I spent 10 days visiting families whose members had been killed by U.S. bombs. They took me into their homes and treated me like family. I went to schools which had recently opened again in half-bombed out buildings, orphanages filled with children without parents, hospitals without medicine, and met the American acting ambassador and a woman activist who was going to join Afghanistan’s newly forming government.
I saw tent cities filled with farmers and their families whose land was rimmed by cluster bombs, making it impossible to stay on their land. I was awed, overwhelmed, and determined to return home to lobby my government to provide them with civilian compensation such as 9/11 families had received.
At the airport on our arrival back home we were met by those who had walked from Washington, D.C. to New York City and thus began the process of forming our Peaceful Tomorrows group.

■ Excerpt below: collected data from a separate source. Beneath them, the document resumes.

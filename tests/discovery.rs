//! Integration tests for the discovery watcher with a scripted container source

mod common;

use anyhow::Result;
use async_trait::async_trait;
use chrono::{Duration as ChronoDuration, Utc};
use common::{harness, live_ids, Harness};
use futures::stream::{self, BoxStream, StreamExt};
use parking_lot::Mutex;
use routesync::config::{DiscoveryConfig, RemovePolicy, TemplateConfig};
use routesync::discovery::{ContainerSource, DiscoveryWatcher, LifecycleAction, LifecycleEvent, Workload};
use routesync::model::{format_timestamp, Middleware, MiddlewareSpec, ProxyStatus, RateLimit, ServiceStatus, SourceKind};
use std::collections::HashMap;
use std::sync::Arc;
use std::time::Duration;
use tokio::sync::{mpsc, watch};

// ============================================================================
// Test Helpers
// ============================================================================

#[derive(Default)]
struct ScriptedSource {
    workloads: Mutex<Vec<Workload>>,
    events: Mutex<Option<mpsc::UnboundedReceiver<LifecycleEvent>>>,
}

impl ScriptedSource {
    fn set(&self, workloads: Vec<Workload>) {
        *self.workloads.lock() = workloads;
    }

    fn with_events(&self) -> mpsc::UnboundedSender<LifecycleEvent> {
        let (tx, rx) = mpsc::unbounded_channel();
        *self.events.lock() = Some(rx);
        tx
    }
}

#[async_trait]
impl ContainerSource for ScriptedSource {
    async fn list_workloads(&self) -> Result<Vec<Workload>> {
        Ok(self.workloads.lock().clone())
    }

    async fn inspect(&self, kind: SourceKind, source_id: &str) -> Result<Option<Workload>> {
        Ok(self
            .workloads
            .lock()
            .iter()
            .find(|w| w.kind == kind && w.source_id == source_id)
            .cloned())
    }

    fn events(&self) -> BoxStream<'static, Result<LifecycleEvent>> {
        match self.events.lock().take() {
            Some(rx) => stream::unfold(rx, |mut rx| async move { rx.recv().await.map(|event| (Ok(event), rx)) }).boxed(),
            None => stream::pending().boxed(),
        }
    }
}

fn workload(id: &str, name: &str, domain: &str) -> Workload {
    Workload {
        kind: SourceKind::Container,
        source_id: id.to_string(),
        name: name.to_string(),
        labels: HashMap::from([
            ("routesync.enable".to_string(), "true".to_string()),
            ("routesync.domain".to_string(), domain.to_string()),
            ("routesync.port".to_string(), "8080".to_string()),
        ]),
        address: Some(format!("10.0.0.{}", id.len())),
        ports: vec![8080],
    }
}

fn watcher(h: &Harness, source: Arc<ScriptedSource>, config: DiscoveryConfig) -> DiscoveryWatcher {
    DiscoveryWatcher::new(h.engine.clone(), source, config)
}

fn enabled_config() -> DiscoveryConfig {
    DiscoveryConfig {
        enabled: true,
        ..Default::default()
    }
}

// ============================================================================
// Observation
// ============================================================================

#[tokio::test]
async fn test_scan_creates_linked_proxies() {
    let h = harness();
    let source = Arc::new(ScriptedSource::default());
    let mut plain = workload("c2", "worker", "worker.example.com");
    plain.labels.clear();
    source.set(vec![workload("c1", "web", "web.example.com"), plain]);

    let w = watcher(&h, source, enabled_config());
    assert_eq!(w.scan().await.unwrap(), 1);

    let service = h
        .db
        .get_discovered_service(SourceKind::Container, "c1")
        .unwrap()
        .unwrap();
    assert_eq!(service.status, ServiceStatus::Active);
    assert!(service.auto_managed);

    let proxy = h.db.get_proxy(service.linked_proxy_id.as_deref().unwrap()).unwrap().unwrap();
    assert_eq!(proxy.status, ProxyStatus::Active);
    assert_eq!(proxy.upstream.url, "http://10.0.0.2:8080");
    assert_eq!(proxy.domain_names(), vec!["web.example.com"]);
    assert_eq!(live_ids(&h.live), vec![proxy.id]);
}

#[tokio::test]
async fn test_rescan_without_changes_does_not_touch_remote() {
    let h = harness();
    let source = Arc::new(ScriptedSource::default());
    source.set(vec![workload("c1", "web", "web.example.com")]);

    let w = watcher(&h, source, enabled_config());
    w.scan().await.unwrap();
    let writes = h.live.write_count();

    w.scan().await.unwrap();
    assert_eq!(h.live.write_count(), writes);
}

#[tokio::test]
async fn test_label_change_updates_proxy_in_place() {
    let h = harness();
    let source = Arc::new(ScriptedSource::default());
    source.set(vec![workload("c1", "web", "web.example.com")]);

    let w = watcher(&h, source.clone(), enabled_config());
    w.scan().await.unwrap();

    source.set(vec![workload("c1", "web", "www.example.com")]);
    w.scan().await.unwrap();

    let proxies = h.db.list_proxies().unwrap();
    assert_eq!(proxies.len(), 1);
    assert_eq!(proxies[0].domain_names(), vec!["www.example.com"]);
    assert_eq!(proxies[0].route_index, Some(0));
}

#[tokio::test]
async fn test_template_applies_middleware() {
    let h = harness();
    let limit = Middleware::new(
        "default-limit",
        MiddlewareSpec::RateLimit(RateLimit {
            requests: 100,
            window_secs: 60,
            key: None,
        }),
    );
    h.db.save_middleware(&limit).unwrap();

    let mut template = TemplateConfig {
        compression: true,
        ..Default::default()
    };
    template.middleware.rate_limit = Some(limit.id.clone());

    let mut config = enabled_config();
    config.templates.insert("public".to_string(), template);

    let source = Arc::new(ScriptedSource::default());
    let mut w1 = workload("c1", "web", "web.example.com");
    w1.labels.insert("routesync.template".to_string(), "public".to_string());
    source.set(vec![w1]);

    watcher(&h, source, config).scan().await.unwrap();

    let proxy = &h.db.list_proxies().unwrap()[0];
    assert!(proxy.compression_enabled);
    assert_eq!(proxy.middleware.rate_limit.as_deref(), Some(limit.id.as_str()));
    assert_eq!(h.live.routes()[0]["handle"][0]["handler"], "rate_limit");
}

// ============================================================================
// Lifecycle events
// ============================================================================

#[tokio::test]
async fn test_stop_keeps_proxy_unless_policy_says_so() {
    let h = harness();
    let source = Arc::new(ScriptedSource::default());
    source.set(vec![workload("c1", "web", "web.example.com")]);

    let w = watcher(&h, source.clone(), enabled_config());
    w.scan().await.unwrap();

    let stop = LifecycleEvent {
        action: LifecycleAction::Stop,
        kind: SourceKind::Container,
        source_id: "c1".to_string(),
    };
    w.handle_event(&stop).await.unwrap();

    let service = h.db.get_discovered_service(SourceKind::Container, "c1").unwrap().unwrap();
    assert_eq!(service.status, ServiceStatus::Stopped);
    assert_eq!(h.live.routes().len(), 1);

    let removing = watcher(
        &h,
        source,
        DiscoveryConfig {
            auto_remove_stopped: true,
            ..enabled_config()
        },
    );
    removing.handle_event(&stop).await.unwrap();
    assert!(h.live.routes().is_empty());
    assert!(h.db.list_proxies().unwrap().is_empty());
}

#[tokio::test]
async fn test_destroy_with_immediate_policy_removes_proxy() {
    let h = harness();
    let source = Arc::new(ScriptedSource::default());
    source.set(vec![workload("c1", "web", "web.example.com")]);

    let config = DiscoveryConfig {
        remove_policy: RemovePolicy::Immediate,
        ..enabled_config()
    };
    let w = watcher(&h, source, config);
    w.scan().await.unwrap();

    w.handle_event(&LifecycleEvent {
        action: LifecycleAction::Destroy,
        kind: SourceKind::Container,
        source_id: "c1".to_string(),
    })
    .await
    .unwrap();

    let service = h.db.get_discovered_service(SourceKind::Container, "c1").unwrap().unwrap();
    assert_eq!(service.status, ServiceStatus::Removed);
    assert_eq!(service.linked_proxy_id, None);
    assert!(h.live.routes().is_empty());
}

#[tokio::test]
async fn test_event_stream_drives_watcher() {
    let h = harness();
    let source = Arc::new(ScriptedSource::default());
    let events = source.with_events();

    let w = Arc::new(watcher(&h, source.clone(), enabled_config()));
    let (shutdown_tx, shutdown_rx) = watch::channel(false);
    let running = {
        let w = w.clone();
        tokio::spawn(async move { w.run(shutdown_rx).await })
    };

    source.set(vec![workload("c1", "web", "web.example.com")]);
    events
        .send(LifecycleEvent {
            action: LifecycleAction::Start,
            kind: SourceKind::Container,
            source_id: "c1".to_string(),
        })
        .unwrap();

    let appeared = tokio::time::timeout(Duration::from_secs(5), async {
        while h.live.routes().is_empty() {
            tokio::time::sleep(Duration::from_millis(10)).await;
        }
    })
    .await;
    assert!(appeared.is_ok());

    shutdown_tx.send(true).unwrap();
    tokio::time::timeout(Duration::from_secs(5), running)
        .await
        .unwrap()
        .unwrap();
}

// ============================================================================
// Staleness sweep
// ============================================================================

#[tokio::test]
async fn test_sweep_removes_stale_auto_managed_service() {
    let h = harness();
    let source = Arc::new(ScriptedSource::default());
    source.set(vec![workload("c1", "web", "web.example.com")]);

    let w = watcher(&h, source.clone(), enabled_config());
    w.scan().await.unwrap();
    assert_eq!(h.live.routes().len(), 1);

    let mut service = h.db.get_discovered_service(SourceKind::Container, "c1").unwrap().unwrap();
    let proxy_id = service.linked_proxy_id.clone().unwrap();
    service.last_seen = format_timestamp(Utc::now() - ChronoDuration::minutes(11));
    h.db.save_discovered_service(&service).unwrap();

    // container is gone, so the rescan does not refresh it
    source.set(Vec::new());
    let removed = w.sweep(Utc::now()).await.unwrap();
    assert_eq!(removed, 1);

    let service = h.db.get_discovered_service(SourceKind::Container, "c1").unwrap().unwrap();
    assert_eq!(service.status, ServiceStatus::Removed);
    assert!(h.db.get_proxy(&proxy_id).unwrap().is_none());
    assert!(!live_ids(&h.live).contains(&proxy_id));
}

#[tokio::test]
async fn test_sweep_retires_service_destroyed_after_die() {
    let h = harness();
    let source = Arc::new(ScriptedSource::default());
    source.set(vec![workload("c1", "web", "web.example.com")]);

    let w = watcher(&h, source.clone(), enabled_config());
    w.scan().await.unwrap();

    // docker reports die before destroy
    for action in [LifecycleAction::Die, LifecycleAction::Destroy] {
        w.handle_event(&LifecycleEvent {
            action,
            kind: SourceKind::Container,
            source_id: "c1".to_string(),
        })
        .await
        .unwrap();
    }
    let service = h.db.get_discovered_service(SourceKind::Container, "c1").unwrap().unwrap();
    assert_eq!(service.status, ServiceStatus::Stopped);
    assert_eq!(h.live.routes().len(), 1);

    source.set(Vec::new());
    let removed = w.sweep(Utc::now() + ChronoDuration::minutes(60)).await.unwrap();
    assert_eq!(removed, 1);

    let service = h.db.get_discovered_service(SourceKind::Container, "c1").unwrap().unwrap();
    assert_eq!(service.status, ServiceStatus::Removed);
    assert_eq!(service.linked_proxy_id, None);
    assert!(h.live.routes().is_empty());
    assert!(h.db.list_proxies().unwrap().is_empty());
}

#[tokio::test]
async fn test_sweep_keeps_services_seen_by_rescan() {
    let h = harness();
    let source = Arc::new(ScriptedSource::default());
    source.set(vec![workload("c1", "web", "web.example.com")]);

    let w = watcher(&h, source, enabled_config());
    w.scan().await.unwrap();

    let mut service = h.db.get_discovered_service(SourceKind::Container, "c1").unwrap().unwrap();
    service.last_seen = format_timestamp(Utc::now() - ChronoDuration::minutes(11));
    h.db.save_discovered_service(&service).unwrap();

    assert_eq!(w.sweep(Utc::now()).await.unwrap(), 0);
    assert_eq!(h.live.routes().len(), 1);
}

#[tokio::test]
async fn test_sweep_leaves_unmanaged_proxies_alone() {
    let h = harness();
    let source = Arc::new(ScriptedSource::default());
    let mut unmanaged = workload("c1", "web", "web.example.com");
    unmanaged.labels.insert("routesync.managed".to_string(), "false".to_string());
    source.set(vec![unmanaged]);

    let w = watcher(&h, source.clone(), enabled_config());
    w.scan().await.unwrap();
    assert!(h.live.routes().is_empty());

    source.set(Vec::new());
    let later = Utc::now() + ChronoDuration::minutes(20);
    assert_eq!(w.cleanup_stale(later).await.unwrap(), 1);

    let service = h.db.get_discovered_service(SourceKind::Container, "c1").unwrap().unwrap();
    assert_eq!(service.status, ServiceStatus::Removed);
}
//! Encryption at rest for git source credentials
//!
//! AES-256-GCM with a single key kept in a JSON key file next to the
//! database. Stored values look like `enc:v1:<key id>:<nonce>:<ciphertext>`.

use aes_gcm::{
    aead::{Aead, KeyInit, OsRng},
    Aes256Gcm, Nonce,
};
use anyhow::{Context, Result};
use base64::engine::general_purpose::STANDARD;
use base64::Engine as _;
use rand::RngCore;
use serde::{Deserialize, Serialize};
use std::path::Path;
use tracing::info;

const KEY_LENGTH: usize = 32;
const NONCE_LENGTH: usize = 12;
const ENCRYPTED_PREFIX: &str = "enc:v1:";

#[derive(Serialize, Deserialize)]
struct KeyFile {
    id: String,
    key: String,
    created_at: String,
}

pub struct CredentialVault {
    key: [u8; KEY_LENGTH],
    key_id: String,
}

impl CredentialVault {
    /// Fresh random key, not persisted
    pub fn generate() -> Self {
        let mut key = [0u8; KEY_LENGTH];
        OsRng.fill_bytes(&mut key);
        Self {
            key,
            key_id: uuid::Uuid::new_v4().to_string(),
        }
    }

    /// Load the key file, creating it (mode 0600) on first start
    pub fn load_or_create(path: &Path) -> Result<Self> {
        if path.exists() {
            return Self::load(path);
        }

        let vault = Self::generate();
        vault.save(path)?;
        info!(path = %path.display(), "Generated credential encryption key");
        Ok(vault)
    }

    fn load(path: &Path) -> Result<Self> {
        let content = std::fs::read_to_string(path)
            .with_context(|| format!("Failed to read key file {}", path.display()))?;
        let file: KeyFile = serde_json::from_str(&content).context("Failed to parse key file")?;

        let bytes = STANDARD.decode(&file.key).context("Failed to decode key")?;
        if bytes.len() != KEY_LENGTH {
            anyhow::bail!("Invalid key length: expected {}, got {}", KEY_LENGTH, bytes.len());
        }

        let mut key = [0u8; KEY_LENGTH];
        key.copy_from_slice(&bytes);
        Ok(Self { key, key_id: file.id })
    }

    fn save(&self, path: &Path) -> Result<()> {
        let file = KeyFile {
            id: self.key_id.clone(),
            key: STANDARD.encode(self.key),
            created_at: crate::model::now_rfc3339(),
        };
        let content = serde_json::to_string_pretty(&file)?;

        if let Some(parent) = path.parent() {
            std::fs::create_dir_all(parent)?;
        }

        let tmp_path = path.with_extension("tmp");
        std::fs::write(&tmp_path, &content)?;

        #[cfg(unix)]
        {
            use std::os::unix::fs::PermissionsExt;
            std::fs::set_permissions(&tmp_path, std::fs::Permissions::from_mode(0o600))?;
        }

        std::fs::rename(&tmp_path, path)?;
        Ok(())
    }

    pub fn key_id(&self) -> &str {
        &self.key_id
    }

    fn cipher(&self) -> Result<Aes256Gcm> {
        Aes256Gcm::new_from_slice(&self.key).map_err(|e| anyhow::anyhow!("Failed to create cipher: {}", e))
    }

    pub fn encrypt(&self, plaintext: &str) -> Result<String> {
        let mut nonce_bytes = [0u8; NONCE_LENGTH];
        OsRng.fill_bytes(&mut nonce_bytes);

        let ciphertext = self
            .cipher()?
            .encrypt(Nonce::from_slice(&nonce_bytes), plaintext.as_bytes())
            .map_err(|e| anyhow::anyhow!("Encryption failed: {}", e))?;

        Ok(format!(
            "{}{}:{}:{}",
            ENCRYPTED_PREFIX,
            self.key_id,
            STANDARD.encode(nonce_bytes),
            STANDARD.encode(ciphertext)
        ))
    }

    /// Decrypt a stored value; values without the prefix pass through
    pub fn decrypt(&self, stored: &str) -> Result<String> {
        let Some(data) = stored.strip_prefix(ENCRYPTED_PREFIX) else {
            return Ok(stored.to_string());
        };

        let mut parts = data.splitn(3, ':');
        let (Some(key_id), Some(nonce_b64), Some(cipher_b64)) = (parts.next(), parts.next(), parts.next()) else {
            anyhow::bail!("Invalid encrypted credential format");
        };

        if key_id != self.key_id {
            anyhow::bail!("Credential was encrypted with unknown key {}", key_id);
        }

        let nonce_bytes = STANDARD.decode(nonce_b64).context("Failed to decode nonce")?;
        if nonce_bytes.len() != NONCE_LENGTH {
            anyhow::bail!("Invalid nonce length");
        }
        let ciphertext = STANDARD.decode(cipher_b64).context("Failed to decode ciphertext")?;

        let plaintext = self
            .cipher()?
            .decrypt(Nonce::from_slice(&nonce_bytes), ciphertext.as_ref())
            .map_err(|e| anyhow::anyhow!("Decryption failed: {}", e))?;

        String::from_utf8(plaintext).context("Invalid UTF-8 in decrypted credential")
    }

    pub fn is_encrypted(value: &str) -> bool {
        value.starts_with(ENCRYPTED_PREFIX)
    }
}

#[cfg(test)]
mod tests {
    use super::*;
    use tempfile::TempDir;

    #[test]
    fn test_encrypt_decrypt() {
        let vault = CredentialVault::generate();
        let encrypted = vault.encrypt("ghp_token").unwrap();

        assert!(CredentialVault::is_encrypted(&encrypted));
        assert!(!encrypted.contains("ghp_token"));
        assert_eq!(vault.decrypt(&encrypted).unwrap(), "ghp_token");
    }

    #[test]
    fn test_plain_values_pass_through() {
        let vault = CredentialVault::generate();
        assert_eq!(vault.decrypt("plain").unwrap(), "plain");
    }

    #[test]
    fn test_foreign_key_is_rejected() {
        let encrypted = CredentialVault::generate().encrypt("secret").unwrap();
        assert!(CredentialVault::generate().decrypt(&encrypted).is_err());
    }

    #[test]
    fn test_tampered_ciphertext_fails() {
        let vault = CredentialVault::generate();
        let mut encrypted = vault.encrypt("secret").unwrap();
        encrypted.pop();
        encrypted.push(if encrypted.ends_with('A') { 'B' } else { 'A' });
        assert!(vault.decrypt(&encrypted).is_err());
    }

    #[test]
    fn test_key_file_is_reused() {
        let dir = TempDir::new().unwrap();
        let path = dir.path().join("keys").join("secrets.key");

        let first = CredentialVault::load_or_create(&path).unwrap();
        let encrypted = first.encrypt("secret").unwrap();

        let second = CredentialVault::load_or_create(&path).unwrap();
        assert_eq!(first.key_id(), second.key_id());
        assert_eq!(second.decrypt(&encrypted).unwrap(), "secret");
    }
}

I’ve traveled to Japan to be the keynote speaker at two conventions, one in Fukuoka and the other in Hiroshima around the week of August 6th, the anniversary of that city’s devastating annihilation by the atomic bomb in 1945. I met Hibakusha (survivors of that bombing) and was inspired by their dedication to the cause of removing all nuclear weapons from our planet. Their voices and actions continue to motivate me and my work.
In the United States, I’ve traveled around the country talking to people about my wish to turn the crime of 9/11 into an opportunity to redirect our efforts towards more peaceful solutions rather than war.
I’ve met with so many people who understood and agreed with me, and with others who thought I was naïve. But I needed to say and do what I felt and hope that someday the world would agree with me.
For me, the beauty and significance of Peaceful Tomorrows is this: that there are people who lost someone they loved to violence, and did not respond to that loss seeking revenge but rather turned their grief into a force for peace. I have met people from around the world who have experienced the loss I have and are actively spreading this message. They are the Japanese Hibakusha, the Palestinian/Israeli Parents Circle, Families of the London subway bombings, of the Bali bombings, of a group of Guernica/Dresden survivors, and so many others. They continue to inspire me and give me hope for peaceful tomorrows.